In contrast, a barrier is not expected to influence within-population diversity substantially. The invariance principle (Nagylaki, 1998) states that the (correctly weighted) mean within-deme coalescence time, and thus the mean within-deme diversity, is independent of the migration matrix. While a barrier can markedly influence the recent coalescence time distribution (Barton, 2008), it will not strongly influence mean coalescence times. Therefore, one expects a stable Δ across the range of demes in the barrier model.
Pairwise differentiation
In case of a secondary contact pairwise differentiation, here measured by FST, will be initially increased across the barrier. However, FST for neighboring demes equilibrates quickly, with rate ≈ m + 1/2N (Slatkin & Barton, 1989), and the initial effect of secondary contact will not persist long on small geographic scales.
On the other hand, a barrier can distort equilibrium patterns of identity by descent (Nagylaki, 1988), and therefore patterns of pairwise FST. A barrier will only have a significant effect if the barrier is strong enough to markedly influence the spread of ancestry (mB/(mσ2) ≪ 1) (Barton, 2008; Ringbauer et al., 2018).
Results
To test our simulations, we first compare our results to theoretical predictions from the diffusion model. Reassuringly, we find a close agreement. Average clines are accurately predicted by neutral diffusion expectations (Fig. S4). In the equilibrium case without a barrier, pairwise FST increases approximately linearly with slope 1/(4Nσ2) (Fig. S5), as predicted by Rousset (1997).
With the validity of the simulations confirmed, we compare the secondary contact model with no barrier at the contact zone (mB = m) to the stepping-stone model with a barrier. We plot the summary statistics either as a function of time since secondary contact or of the intensity of gene flow across the barrier (Fig. 3; see Supplementary Section S5 for the underlying values). For summary statistics computed per deme (genetic diversity Δ, LD) or per pair of neighboring demes (FST), we consider the pattern along the whole range of demes. Many important features are captured by the ratio between the values at the barrier or the suture zone, respectively, and the values to the left and right of it (see Figs. S1–S3 for examples of the pattern along the whole range of demes).
First, we consider the average admixture coefficient for the five populations that are located on the left-hand side of the barrier (demes 45–50). For the isolation-by-distance model with a barrier, these five populations are found to be admixed to an extent depending on the barrier permeability: when increasing the barrier permeability, admixture coefficients of individuals on the left-hand side of the barrier approach 50%. As expected, the populations are also found to be admixed in the secondary contact model without barrier (between 35% and 50%) except for the scenario where data is collected just before secondary contact occurs (tC = 0).
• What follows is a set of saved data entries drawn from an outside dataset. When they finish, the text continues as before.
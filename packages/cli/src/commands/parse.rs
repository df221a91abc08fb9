use crate::commands::read_input;
use crate::config::Config;
use anyhow::{Context, Result};
use clap::Args;
use colored::Colorize;
use reportcraft_editor::{Mutation, ProjectDocument};
use reportcraft_parser::ast::{Forest, Project};
use reportcraft_parser::{IDGenerator, OutlineParser, Serializer};
use std::path::{Path, PathBuf};

#[derive(Args, Debug)]
pub struct ParseArgs {
    /// Text outline file ("-" for stdin)
    pub input: PathBuf,

    /// Output format (text, json)
    #[arg(short, long, default_value = "text")]
    pub format: String,

    /// Write the parsed outline into this project file (created if missing)
    #[arg(short, long)]
    pub save: Option<PathBuf>,

    /// Title for a newly created project file
    #[arg(long, default_value = "Untitled report")]
    pub title: String,
}

pub fn parse(args: ParseArgs, config: &Config) -> Result<()> {
    let text = read_input(&args.input)?;
    let parser = OutlineParser::new(&text);
    tracing::debug!(
        "indent unit {:?}, {} marker-only line(s) skipped",
        parser.indent_unit(),
        parser.skipped()
    );

    let forest = parser.parse(&mut IDGenerator::fresh());
    if forest.is_empty() {
        println!("{} No sections found in {}", "warning:".yellow(), args.input.display());
        return Ok(());
    }

    match args.format.as_str() {
        "json" => println!("{}", serde_json::to_string_pretty(&forest)?),
        _ => print!("{}", Serializer::with_indent(&config.indent_string()).serialize(&forest)),
    }

    if let Some(path) = &args.save {
        save_into_project(path, forest, &args.title, config)?;
        println!("  {} Saved outline to {}", "✓".green(), path.display());
    }

    Ok(())
}

fn save_into_project(path: &Path, forest: Forest, title: &str, config: &Config) -> Result<()> {
    let mut document = if path.exists() {
        ProjectDocument::load(path)
            .with_context(|| format!("Failed to load project {}", path.display()))?
    } else {
        let mut project = Project::new(title);
        project.min_sections = config.min_sections;
        project.max_sub_sections_per_section = config.max_sub_sections_per_section;
        ProjectDocument::with_history_limit(project, config.history_limit)
    };

    document.apply(Mutation::ReplaceOutline { sections: forest })?;
    document.save_as(path)?;
    Ok(())
}
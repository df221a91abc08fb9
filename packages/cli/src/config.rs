use reportcraft_editor::DEFAULT_MAX_ENTRIES;
use reportcraft_parser::ast::{DEFAULT_MAX_SUB_SECTIONS, DEFAULT_MIN_SECTIONS};
use serde::{Deserialize, Serialize};
use std::path::PathBuf;

pub const DEFAULT_CONFIG_NAME: &str = "reportcraft.config.json";

/// Reportcraft configuration file format
#[derive(Debug, Clone, PartialEq, Serialize, Deserialize)]
#[serde(rename_all = "camelCase")]
pub struct Config {
    /// Expected minimum number of top-level sections
    #[serde(default = "default_min_sections")]
    pub min_sections: usize,

    /// Depth ceiling for outlines (0 = top-level only)
    #[serde(default = "default_max_sub_sections")]
    pub max_sub_sections_per_section: usize,

    /// Undo snapshots kept per project
    #[serde(default = "default_history_limit")]
    pub history_limit: usize,

    /// Spaces per level when printing outlines as text
    #[serde(default = "default_indent")]
    pub indent: usize,
}

fn default_min_sections() -> usize {
    DEFAULT_MIN_SECTIONS
}

fn default_max_sub_sections() -> usize {
    DEFAULT_MAX_SUB_SECTIONS
}

fn default_history_limit() -> usize {
    DEFAULT_MAX_ENTRIES
}

fn default_indent() -> usize {
    2
}

impl Config {
    /// Load config from a directory
    pub fn load(cwd: &str) -> anyhow::Result<Self> {
        let config_path = PathBuf::from(cwd).join(DEFAULT_CONFIG_NAME);

        if config_path.exists() {
            let content = std::fs::read_to_string(&config_path)?;
            let config: Config = serde_json::from_str(&content)?;
            tracing::debug!("loaded {}", config_path.display());
            Ok(config)
        } else {
            // Return default config if none exists
            Ok(Config::default())
        }
    }

    /// Indentation string for outline text
    pub fn indent_string(&self) -> String {
        " ".repeat(self.indent.max(1))
    }
}

impl Default for Config {
    fn default() -> Self {
        Self {
            min_sections: default_min_sections(),
            max_sub_sections_per_section: default_max_sub_sections(),
            history_limit: default_history_limit(),
            indent: default_indent(),
        }
    }
}
pub mod init;
pub mod outline;
pub mod parse;
pub mod validate;

pub use init::{init, InitArgs};
pub use outline::{outline, OutlineArgs};
pub use parse::{parse, ParseArgs};
pub use validate::{validate, ValidateArgs};

use anyhow::{Context, Result};
use colored::Colorize;
use reportcraft_linter::{Diagnostic, DiagnosticLevel};
use std::io::Read;
use std::path::Path;

/// Read a file, or stdin when the path is `-`
pub(crate) fn read_input(path: &Path) -> Result<String> {
    if path == Path::new("-") {
        let mut buffer = String::new();
        std::io::stdin()
            .read_to_string(&mut buffer)
            .context("Failed to read stdin")?;
        return Ok(buffer);
    }

    std::fs::read_to_string(path).with_context(|| format!("Failed to read {}", path.display()))
}

/// Print diagnostics in text form; info-level ones only when verbose
pub(crate) fn print_diagnostics(diagnostics: &[Diagnostic], verbose: bool) {
    for diagnostic in diagnostics {
        let level_str = match diagnostic.level {
            DiagnosticLevel::Warning => "warning".yellow().bold(),
            DiagnosticLevel::Info => "info".blue().bold(),
        };

        if !verbose && matches!(diagnostic.level, DiagnosticLevel::Info) {
            continue;
        }

        println!("  {} [{}] {}", level_str, diagnostic.rule, diagnostic.message);

        if let Some(suggestion) = &diagnostic.suggestion {
            println!("    {} {}", "hint:".dimmed(), suggestion.dimmed());
        }
    }
}
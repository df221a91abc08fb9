use crate::commands::{print_diagnostics, read_input};
use crate::config::Config;
use anyhow::Result;
use clap::Args;
use colored::Colorize;
use reportcraft_linter::{
    lint_outline, validate_outline_value, DiagnosticLevel, LintContext, LintOptions,
};
use reportcraft_parser::ast::materialize_forest;
use reportcraft_parser::IDGenerator;
use std::path::PathBuf;

#[derive(Args, Debug)]
pub struct ValidateArgs {
    /// Candidate outline JSON ("-" for stdin)
    pub input: PathBuf,

    /// Depth ceiling (defaults to the config value)
    #[arg(long)]
    pub max_depth: Option<usize>,

    /// Output format (text, json)
    #[arg(short, long, default_value = "text")]
    pub format: String,
}

pub fn validate(args: ValidateArgs, config: &Config, verbose: bool) -> Result<()> {
    let source = read_input(&args.input)?;
    let value: serde_json::Value = serde_json::from_str(&source)?;
    let max_depth = args.max_depth.unwrap_or(config.max_sub_sections_per_section);

    let candidates = match validate_outline_value(&value, Some(max_depth)) {
        Ok(candidates) => candidates,
        Err(violation) => {
            if args.format == "json" {
                println!("{}", serde_json::to_string_pretty(&violation)?);
            } else {
                println!("{} {}", "✗".red(), args.input.display());
                println!("  {} [{}] {}", "error".red().bold(), violation.rule, violation.message);
            }
            return Err(anyhow::anyhow!("Outline rejected ({})", violation.rule));
        }
    };

    if candidates.is_empty() {
        println!("{} No outline provided", "warning:".yellow());
        return Ok(());
    }

    let forest = materialize_forest(&candidates, &mut IDGenerator::fresh());
    let diagnostics = lint_outline(
        &forest,
        LintOptions {
            registry: None,
            context: LintContext {
                min_sections: config.min_sections,
            },
        },
    );

    if args.format == "json" {
        println!("{}", serde_json::to_string_pretty(&diagnostics)?);
        return Ok(());
    }

    println!("{} {}", "✓".green(), args.input.display());
    print_diagnostics(&diagnostics, verbose);

    let warnings = diagnostics
        .iter()
        .filter(|d| matches!(d.level, DiagnosticLevel::Warning))
        .count();
    if warnings == 0 {
        println!("   {} No issues found!", "✓".green());
    } else {
        println!("   {} {}", "Warnings:".yellow(), warnings);
    }

    Ok(())
}
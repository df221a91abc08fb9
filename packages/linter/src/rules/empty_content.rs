use super::OutlineRule;
use crate::diagnostic::Diagnostic;
use reportcraft_common::Position;
use reportcraft_parser::ast::Section;

/// Notes leaf sections whose content has never been generated or written
pub struct EmptyContentRule;

impl OutlineRule for EmptyContentRule {
    fn name(&self) -> &'static str {
        "empty-content"
    }

    fn description(&self) -> &'static str {
        "Leaf sections should have content"
    }

    fn check_section(&self, section: &Section, position: Position<'_>) -> Vec<Diagnostic> {
        if !section.is_leaf() || !section.content.trim().is_empty() || section.last_generated.is_some() {
            return Vec::new();
        }

        let numbering = position.numbering();
        vec![Diagnostic::info(
            self.name(),
            format!("Section {} '{}' has no content yet", numbering, section.name),
            numbering,
        )]
    }
}
//! # Project Document
//!
//! Editing handle for a single report project.
//!
//! A `ProjectDocument` owns the project's history (the current project is
//! always the history's current entry), the id generator for new sections,
//! and optionally the file it was loaded from.
//!
//! ## Lifecycle
//!
//! ```text
//! Load → Edit (mutations / adopted outlines) → Undo/Redo → Save
//!   ↓          ↓                                   ↓         ↓
//! JSON     History entries                    Cursor moves  JSON
//! ```
//!
//! Not internally synchronized: a host that shares one document between
//! writers must serialize mutations, e.g. behind a `Mutex`.

use crate::history::{HistoryManager, RecordOutcome, DEFAULT_MAX_ENTRIES};
use crate::mutations::{Mutation, MutationError, MutationResult};
use crate::tree::{self, OutlineEntry};
use crate::{EditorError, EditorResult};
use chrono::Utc;
use reportcraft_common::{load_json, save_json};
use reportcraft_linter::{validate_outline, validate_outline_value};
use reportcraft_parser::ast::{
    materialize_forest, CandidateSection, Forest, Project, SectionId, SectionPatch,
};
use reportcraft_parser::IDGenerator;
use serde::{Deserialize, Serialize};
use serde_json::Value;
use std::path::{Path, PathBuf};

/// Project-level fields a caller may change
#[derive(Debug, Clone, Default, PartialEq, Serialize, Deserialize)]
#[serde(rename_all = "camelCase", deny_unknown_fields)]
pub struct ProjectPatch {
    #[serde(default, skip_serializing_if = "Option::is_none")]
    pub title: Option<String>,
    #[serde(default, skip_serializing_if = "Option::is_none")]
    pub context: Option<String>,
    #[serde(default, skip_serializing_if = "Option::is_none")]
    pub team_name: Option<String>,
    #[serde(default, skip_serializing_if = "Option::is_none")]
    pub team_members: Option<Vec<String>>,
    #[serde(default, skip_serializing_if = "Option::is_none")]
    pub institute: Option<String>,
    #[serde(default, skip_serializing_if = "Option::is_none")]
    pub guide: Option<String>,
    #[serde(default, skip_serializing_if = "Option::is_none")]
    pub min_sections: Option<usize>,
    #[serde(default, skip_serializing_if = "Option::is_none")]
    pub max_sub_sections_per_section: Option<usize>,
}

impl ProjectPatch {
    fn apply_to(&self, project: &mut Project) {
        if let Some(title) = &self.title {
            project.title = title.clone();
        }
        if let Some(context) = &self.context {
            project.context = context.clone();
        }
        if let Some(team_name) = &self.team_name {
            project.team_name = team_name.clone();
        }
        if let Some(team_members) = &self.team_members {
            project.team_members = team_members.clone();
        }
        if let Some(institute) = &self.institute {
            project.institute = institute.clone();
        }
        if let Some(guide) = &self.guide {
            project.guide = guide.clone();
        }
        if let Some(min_sections) = self.min_sections {
            project.min_sections = min_sections;
        }
        if let Some(max_depth) = self.max_sub_sections_per_section {
            project.max_sub_sections_per_section = max_depth;
        }
    }
}

/// Editable report project with undo history
#[derive(Debug)]
pub struct ProjectDocument {
    /// File the project was loaded from (if any)
    pub path: Option<PathBuf>,

    /// Current version number (increments on each recorded change)
    pub version: u64,

    history: HistoryManager<Project>,
    ids: IDGenerator,
    dirty: bool,
}

impl ProjectDocument {
    /// Create a memory-backed document
    pub fn new(project: Project) -> Self {
        Self::with_history_limit(project, DEFAULT_MAX_ENTRIES)
    }

    /// Create a memory-backed document retaining at most `limit` snapshots
    pub fn with_history_limit(project: Project, limit: usize) -> Self {
        let ids = generator_for(&project.sections);
        Self {
            path: None,
            version: 0,
            history: HistoryManager::with_max_entries(project, limit),
            ids,
            dirty: false,
        }
    }

    /// Wrap an existing project, refusing one that repeats section ids
    pub fn from_project(project: Project) -> EditorResult<Self> {
        if let Some(duplicate) = tree::find_duplicate_id(&project.sections) {
            tracing::warn!("project repeats section id {}", duplicate);
            return Err(MutationError::DuplicateId(duplicate).into());
        }
        Ok(Self::new(project))
    }

    /// Parse a project from JSON (memory-backed)
    pub fn from_json(json: &str) -> EditorResult<Self> {
        Self::from_project(serde_json::from_str(json)?)
    }

    /// Load a project from a JSON file (file-backed)
    pub fn load(path: impl AsRef<Path>) -> EditorResult<Self> {
        let path = path.as_ref();
        let mut document = Self::from_project(load_json(path)?)?;
        document.path = Some(path.to_path_buf());
        tracing::debug!("loaded project from {}", path.display());
        Ok(document)
    }

    pub fn to_json(&self) -> EditorResult<String> {
        Ok(serde_json::to_string_pretty(self.project())?)
    }

    /// Write the current project back to its file
    pub fn save(&mut self) -> EditorResult<()> {
        let path = self.path.as_ref().ok_or(EditorError::NotFileBacked)?;
        save_json(path, self.history.current())?;
        self.dirty = false;
        Ok(())
    }

    /// Write to `path` and make it the document's file
    pub fn save_as(&mut self, path: impl Into<PathBuf>) -> EditorResult<()> {
        self.path = Some(path.into());
        self.save()
    }

    /// Current project state
    pub fn project(&self) -> &Project {
        self.history.current()
    }

    pub fn sections(&self) -> &Forest {
        &self.project().sections
    }

    /// Check if document has unsaved changes
    pub fn is_dirty(&self) -> bool {
        self.dirty
    }

    /// Apply a mutation, recording it in history
    pub fn apply(&mut self, mutation: Mutation) -> EditorResult<MutationResult> {
        let project = self.history.current();
        let max_depth = Some(project.max_sub_sections_per_section);
        let applied = mutation.apply(&project.sections, &mut self.ids, max_depth)?;

        if applied.sections == project.sections {
            tracing::debug!("mutation left the outline unchanged");
            return Ok(MutationResult {
                version: self.version,
                inserted: applied.inserted,
            });
        }

        let mut next = project.clone();
        next.sections = applied.sections;
        self.commit(next, mutation.is_significant());

        Ok(MutationResult {
            version: self.version,
            inserted: applied.inserted,
        })
    }

    /// Keystroke-level content edit; coalesces into the current history entry
    pub fn edit_content(
        &mut self,
        section_id: &SectionId,
        content: impl Into<String>,
    ) -> EditorResult<MutationResult> {
        self.apply(Mutation::UpdateSection {
            section_id: section_id.clone(),
            patch: SectionPatch::content(content),
        })
    }

    /// Store freshly generated content as its own undo step
    pub fn set_generated_content(
        &mut self,
        section_id: &SectionId,
        content: impl Into<String>,
    ) -> EditorResult<MutationResult> {
        self.apply(Mutation::UpdateSection {
            section_id: section_id.clone(),
            patch: SectionPatch::generated(content),
        })
    }

    /// Change project-level fields.
    ///
    /// Lowering the depth ceiling below the current outline depth is refused.
    pub fn update_project(&mut self, patch: &ProjectPatch) -> EditorResult<u64> {
        let project = self.history.current();

        if let (Some(max_depth), Some(outline_depth)) = (
            patch.max_sub_sections_per_section,
            tree::forest_depth(&project.sections),
        ) {
            if outline_depth > max_depth {
                tracing::warn!(
                    "refusing depth ceiling {} for outline of depth {}",
                    max_depth,
                    outline_depth
                );
                return Err(EditorError::CeilingBelowOutline {
                    max_depth,
                    outline_depth,
                });
            }
        }

        let mut next = project.clone();
        patch.apply_to(&mut next);
        if next != *project {
            self.commit(next, true);
        }
        Ok(self.version)
    }

    /// Validate a generated outline and, if accepted, replace the current one.
    ///
    /// The whole candidate forest is accepted or rejected; the current outline
    /// is untouched on rejection.
    pub fn adopt_outline(&mut self, candidates: &[CandidateSection]) -> EditorResult<MutationResult> {
        let max_depth = self.project().max_sub_sections_per_section;
        validate_outline(candidates, Some(max_depth))?;
        self.replace_with(candidates)
    }

    /// Like [`adopt_outline`](Self::adopt_outline) for raw generator JSON.
    ///
    /// `null` means the generator produced nothing: the outline is left as is
    /// and `Ok(None)` is returned.
    pub fn adopt_outline_value(&mut self, value: &Value) -> EditorResult<Option<MutationResult>> {
        let max_depth = self.project().max_sub_sections_per_section;
        let candidates = validate_outline_value(value, Some(max_depth))?;
        if candidates.is_empty() {
            return Ok(None);
        }
        self.replace_with(&candidates).map(Some)
    }

    fn replace_with(&mut self, candidates: &[CandidateSection]) -> EditorResult<MutationResult> {
        let sections = materialize_forest(candidates, &mut self.ids);
        self.apply(Mutation::ReplaceOutline { sections })
    }

    /// Step back one history entry. Returns false when there is nothing to undo.
    pub fn undo(&mut self) -> bool {
        let moved = self.history.undo().is_some();
        if moved {
            self.version += 1;
            self.dirty = true;
        }
        moved
    }

    /// Step forward one history entry. Returns false when there is nothing to redo.
    pub fn redo(&mut self) -> bool {
        let moved = self.history.redo().is_some();
        if moved {
            self.version += 1;
            self.dirty = true;
        }
        moved
    }

    pub fn can_undo(&self) -> bool {
        self.history.can_undo()
    }

    pub fn can_redo(&self) -> bool {
        self.history.can_redo()
    }

    pub fn history(&self) -> &HistoryManager<Project> {
        &self.history
    }

    /// Dotted numbering of a section, or an empty string if absent
    pub fn numbering(&self, section_id: &SectionId) -> String {
        tree::compute_numbering(self.sections(), section_id)
    }

    pub fn numbered_outline(&self) -> Vec<OutlineEntry> {
        tree::numbered_outline(self.sections())
    }

    fn commit(&mut self, mut next: Project, significant: bool) {
        next.updated_at = Some(Utc::now());
        let outcome = self.history.record(next, significant);
        if outcome != RecordOutcome::Unchanged {
            self.version += 1;
            self.dirty = true;
        }
        tracing::debug!(
            "recorded version {} ({:?}, {} history entries)",
            self.version,
            outcome,
            self.history.len()
        );
    }
}

/// Fresh generator whose ids cannot collide with any id already in `forest`
fn generator_for(forest: &Forest) -> IDGenerator {
    let existing = tree::collect_ids(forest);
    loop {
        let ids = IDGenerator::fresh();
        let prefix = format!("{}-", ids.seed());
        if !existing.iter().any(|id| id.as_str().starts_with(&prefix)) {
            return ids;
        }
    }
}

#[cfg(test)]
mod tests {
    use super::*;
    use reportcraft_parser::ast::SectionDraft;
    use reportcraft_parser::parse_text_outline;

    fn document() -> ProjectDocument {
        let sections = parse_text_outline("Introduction\n  Background\nMethodology");
        ProjectDocument::new(Project::new("Smart Irrigation").with_sections(sections))
    }

    #[test]
    fn test_create_memory_document() {
        let doc = document();
        assert_eq!(doc.version, 0);
        assert!(!doc.is_dirty());
        assert!(!doc.can_undo());
        assert_eq!(doc.project().section_count(), 3);
    }

    #[test]
    fn test_document_version_increments() {
        let mut doc = document();
        let parent = doc.sections()[0].id.clone();

        let result = doc
            .apply(Mutation::InsertSection {
                parent_id: Some(parent),
                draft: SectionDraft::named("Objectives"),
            })
            .unwrap();

        assert_eq!(result.version, 1);
        assert_eq!(doc.numbering(&result.inserted.unwrap()), "1.2");
        assert!(doc.is_dirty());
        assert!(doc.can_undo());
    }

    #[test]
    fn test_failed_mutation_leaves_state_alone() {
        let mut doc = document();
        let err = doc.apply(Mutation::UpdateSection {
            section_id: SectionId::from("missing"),
            patch: SectionPatch::rename("X"),
        });

        assert!(matches!(err, Err(EditorError::Mutation(_))));
        assert_eq!(doc.version, 0);
        assert_eq!(doc.history().len(), 1);
    }

    #[test]
    fn test_removing_absent_id_records_nothing() {
        let mut doc = document();
        let result = doc
            .apply(Mutation::RemoveSection {
                section_id: SectionId::from("missing"),
            })
            .unwrap();

        assert_eq!(result.version, 0);
        assert!(!doc.can_undo());
    }

    #[test]
    fn test_update_project_refuses_low_ceiling() {
        let mut doc = document();
        let patch = ProjectPatch {
            max_sub_sections_per_section: Some(0),
            ..ProjectPatch::default()
        };

        assert!(matches!(
            doc.update_project(&patch),
            Err(EditorError::CeilingBelowOutline {
                max_depth: 0,
                outline_depth: 1
            })
        ));

        let patch = ProjectPatch {
            title: Some("Drip Irrigation".into()),
            max_sub_sections_per_section: Some(1),
            ..ProjectPatch::default()
        };
        assert_eq!(doc.update_project(&patch).unwrap(), 1);
        assert_eq!(doc.project().title, "Drip Irrigation");
        assert_eq!(doc.project().max_sub_sections_per_section, 1);
    }

    #[test]
    fn test_save_requires_path() {
        let mut doc = document();
        assert!(matches!(doc.save(), Err(EditorError::NotFileBacked)));
    }

    #[test]
    fn test_generator_avoids_existing_seed() {
        let doc = document();
        let fresh = generator_for(doc.sections());
        let prefix = format!("{}-", fresh.seed());
        assert!(tree::collect_ids(doc.sections())
            .iter()
            .all(|id| !id.as_str().starts_with(&prefix)));
    }
}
The ratio between LD at the center (demes 49–52) and on both sides of the range (demes 24–27 and demes 74–77; demes closer to the edge of the range are skipped to avoid the edge effect; see Figs. S1–S3) shows that LD is homogeneous along the whole range of demes for different barrier permeabilities in the stepping-stone model with a slight increase at the barrier for low values of mB/m. However, in the secondary contact model, LD is considerably increased in the secondary contact zone, at the scale of mixed ancestry predicted by diffusion theory, (Figs. S1 and S2). The excess of LD ranges from a more than twofold to an approximately 1.3 fold increase and decreases as time since secondary contact increases.
Apart from random fluctuations, the directionality index ψ is constant for the stepping-stone model with constant migration rate (mB/m = 1) as well as for old secondary contact (tC = 5). More recent secondary contact results in a U-shaped pattern. The pairwise statistics ψ26,i, i = 27,…,50 first decreases as expected when moving away from the origin of the expansion, but increases again toward the location of secondary contact. For the barrier model with a moderate or strong barrier (mB/m ≥ 0.1), ψ26,i remains constant for most of the range, but decreases slightly close to the barrier.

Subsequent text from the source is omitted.